Print every record below exactly as it stands.
* * * * * * * * *
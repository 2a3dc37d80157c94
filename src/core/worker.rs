//! Worker trait and error types.
//!
//! A `Worker` is the external collaborator that performs a job's actual
//! work. The scheduler only drives it: one call with `units = 1` is one
//! unit of work, and workers must tolerate being called repeatedly that
//! way. Everything behind the trait (what a unit actually does) is opaque
//! to the scheduler.

use async_trait::async_trait;
use thiserror::Error;

/// Errors a unit of work can fail with.
///
/// Every variant is fatal to the unit that raised it and nothing more:
/// the batch loop logs it and moves on. The one exception is
/// [`WorkError::SessionUnavailable`], which signals that the whole batch
/// phase cannot proceed (see [`WorkError::is_phase_skip`]).
#[derive(Debug, Error)]
pub enum WorkError {
    /// An expected element was missing from the page or form being driven.
    #[error("required element not found: {0}")]
    MissingElement(String),

    /// A page load or redirect did not land where expected.
    #[error("navigation failed: {0}")]
    Navigation(String),

    /// No authenticated session is available; the batch phase is skipped.
    #[error("no authenticated session available")]
    SessionUnavailable,

    /// An input source (accounts, posts, images) was empty.
    #[error("no input data available: {0}")]
    NoData(String),

    /// An outbound HTTP call failed.
    #[error("network error: {0}")]
    Network(#[from] reqwest::Error),

    /// An external command exited with a nonzero status.
    #[error("command exited with code {code}: {detail}")]
    Command { code: i32, detail: String },

    /// The unit did not complete within its deadline.
    #[error("unit timed out after {0:?}")]
    Timeout(std::time::Duration),

    /// Generic error wrapper.
    #[error(transparent)]
    Other(#[from] Box<dyn std::error::Error + Send + Sync>),
}

impl WorkError {
    /// Whether this error means the remainder of the batch should be
    /// skipped instead of attempted unit by unit.
    pub fn is_phase_skip(&self) -> bool {
        matches!(self, WorkError::SessionUnavailable)
    }
}

/// The unit-of-work boundary between the scheduler and a job's body.
///
/// # Example
///
/// ```ignore
/// use cadence::{Worker, WorkError};
/// use async_trait::async_trait;
///
/// struct SyncWorker;
///
/// #[async_trait]
/// impl Worker for SyncWorker {
///     fn name(&self) -> &str {
///         "sync"
///     }
///
///     async fn run(&self, units: u32) -> Result<(), WorkError> {
///         for _ in 0..units {
///             // perform one unit of work
///         }
///         Ok(())
///     }
/// }
/// ```
#[async_trait]
pub trait Worker: Send + Sync {
    /// Returns the name of this worker, for logging.
    fn name(&self) -> &str;

    /// Perform `units` units of work.
    ///
    /// The scheduler always calls this with `units = 1` and drives
    /// repetition itself, so implementations must be safe to invoke
    /// repeatedly with a single unit.
    async fn run(&self, units: u32) -> Result<(), WorkError>;
}
pub mod shared;
pub mod submission;
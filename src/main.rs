use std::net::SocketAddr;
use std::sync::Arc;

use tracing::{Level, info};

use submission_server::config::AppConfig;
use submission_server::state::AppState;
use submission_server::store::{FileStorage, SubmissionStore};

#[tokio::main]
async fn main() -> anyhow::Result<()> {
    tracing_subscriber::fmt().with_max_level(Level::INFO).init();

    let config = AppConfig::load()?;

    let storage = FileStorage::new(config.storage.path.clone());
    storage.ensure_exists().await?;
    info!("Using submissions file at {}", config.storage.path.display());

    let state = AppState {
        store: Arc::new(SubmissionStore::new(Box::new(storage))),
        config: config.clone(),
    };

    let app = submission_server::build_router(state);

    let addr: SocketAddr = format!("{}:{}", config.server.host, config.server.port).parse()?;
    info!("Server running at http://{}", addr);

    let listener = tokio::net::TcpListener::bind(addr).await?;
    axum::serve(listener, app).await?;

    Ok(())
}
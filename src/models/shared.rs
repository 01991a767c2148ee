use serde::Serialize;

use crate::error::AppError;

/// Body returned by every endpoint that has no payload of its own.
#[derive(Serialize, utoipa::ToSchema)]
pub struct SuccessBody {
    #[schema(example = true)]
    pub success: bool,
}

impl SuccessBody {
    pub fn ok() -> Self {
        Self { success: true }
    }
}

/// Parse a client-supplied index arriving as a query or path string.
///
/// Absent, non-numeric, and negative values are all invalid indices; range
/// checking against the collection happens in the store.
pub fn parse_index(raw: Option<&str>) -> Result<usize, AppError> {
    let raw = raw.ok_or(AppError::InvalidIndex)?;
    let value: i64 = raw.trim().parse().map_err(|_| AppError::InvalidIndex)?;
    usize::try_from(value).map_err(|_| AppError::InvalidIndex)
}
* * * * * * * * *
- **Response to this exercise**
repository 2a3dc37d80157c94
filename src/core/worker.rs
//! Worker trait and error types.
//!
//! A `Worker` is the external collaborator that performs a job's actual
//! work. The scheduler only drives it: one call with `units = 1` is one
//! unit of work, and workers must tolerate being called repeatedly that
//! way. Everything behind the trait (what a unit actually does) is opaque
//! to the scheduler.

use async_trait::async_trait;
use thiserror::Error;

/// Errors a unit of work can fail with.
///
/// Every variant is fatal to the unit that raised it and nothing more:
/// the batch loop logs it and moves on. The one exception is
/// [`WorkError::SessionUnavailable`], which signals that the whole batch
/// phase cannot proceed (see [`WorkError::is_phase_skip`]).
#[derive(Debug, Error)]
pub enum WorkError {
    /// An expected element was missing from the page or form being driven.
    #[error("required element not found: {0}")]
    MissingElement(String),

    /// A page load or redirect did not land where expected.
    #[error("navigation failed: {0}")]
    Navigation(String),

    /// No authenticated session is available; the batch phase is skipped.
    #[error("no authenticated session available")]
    SessionUnavailable,

    /// An input source (accounts, posts, images) was empty.
    #[error("no input data available: {0}")]
    NoData(String),

    /// An outbound HTTP call failed.
    #[error("network error: {0}")]
    Network(#[from] reqwest::Error),

    /// An external command exited with a nonzero status.
    #[error("command exited with code {code}: {detail}")]
    Command { code: i32, detail: String },

    /// The unit did not complete within its deadline.
    #[error("unit timed out after {0:?}")]
    Timeout(std::time::Duration),

    /// Generic error wrapper.
    #[error(transparent)]
    Other(#[from] Box<dyn std::error::Error + Send + Sync>),
}

impl WorkError {
    /// Whether this error means the remainder of the batch should be
    /// skipped instead of attempted unit by unit.
    pub fn is_phase_skip(&self) -> bool {
        matches!(self, WorkError::SessionUnavailable)
    }
}

/// The unit-of-work boundary between the scheduler and a job's body.
///
/// # Example
///
/// ```ignore
/// use cadence::{Worker, WorkError};
/// use async_trait::async_trait;
///
/// struct SyncWorker;
///
/// #[async_trait]
/// impl Worker for SyncWorker {
///     fn name(&self) -> &str {
///         "sync"
///     }
///
///     async fn run(&self, units: u32) -> Result<(), WorkError> {
///         for _ in 0..units {
///             // perform one unit of work
///         }
///         Ok(())
///     }
/// }
/// ```
#[async_trait]
pub trait Worker: Send + Sync {
    /// Returns the name of this worker, for logging.
    fn name(&self) -> &str;

    /// Perform `units` units of work.
    ///
    /// The scheduler always calls this with `units = 1` and drives
    /// repetition itself, so implementations must be safe to invoke
    /// repeatedly with a single unit.
    async fn run(&self, units: u32) -> Result<(), WorkError>;
}
pub mod shared;
pub mod submission;
filename src/main.rs
use std::net::SocketAddr;
use std::sync::Arc;

use tracing::{Level, info};

use submission_server::config::AppConfig;
use submission_server::state::AppState;
use submission_server::store::{FileStorage, SubmissionStore};

#[tokio::main]
async fn main() -> anyhow::Result<()> {
    tracing_subscriber::fmt().with_max_level(Level::INFO).init();

    let config = AppConfig::load()?;

    let storage = FileStorage::new(config.storage.path.clone());
    storage.ensure_exists().await?;
    info!("Using submissions file at {}", config.storage.path.display());

    let state = AppState {
        store: Arc::new(SubmissionStore::new(Box::new(storage))),
        config: config.clone(),
    };

    let app = submission_server::build_router(state);

    let addr: SocketAddr = format!("{}:{}", config.server.host, config.server.port).parse()?;
    info!("Server running at http://{}", addr);

    let listener = tokio::net::TcpListener::bind(addr).await?;
    axum::serve(listener, app).await?;

    Ok(())
}
filename src/models/shared.rs
repository 01991a767c2148ee
use serde::Serialize;

use crate::error::AppError;

/// Body returned by every endpoint that has no payload of its own.
#[derive(Serialize, utoipa::ToSchema)]
pub struct SuccessBody {
    #[schema(example = true)]
    pub success: bool,
}

impl SuccessBody {
    pub fn ok() -> Self {
        Self { success: true }
    }
}

/// Parse a client-supplied index arriving as a query or path string.
///
/// Absent, non-numeric, and negative values are all invalid indices; range
/// checking against the collection happens in the store.
pub fn parse_index(raw: Option<&str>) -> Result<usize, AppError> {
    let raw = raw.ok_or(AppError::InvalidIndex)?;
    let value: i64 = raw.trim().parse().map_err(|_| AppError::InvalidIndex)?;
    usize::try_from(value).map_err(|_| AppError::InvalidIndex)
}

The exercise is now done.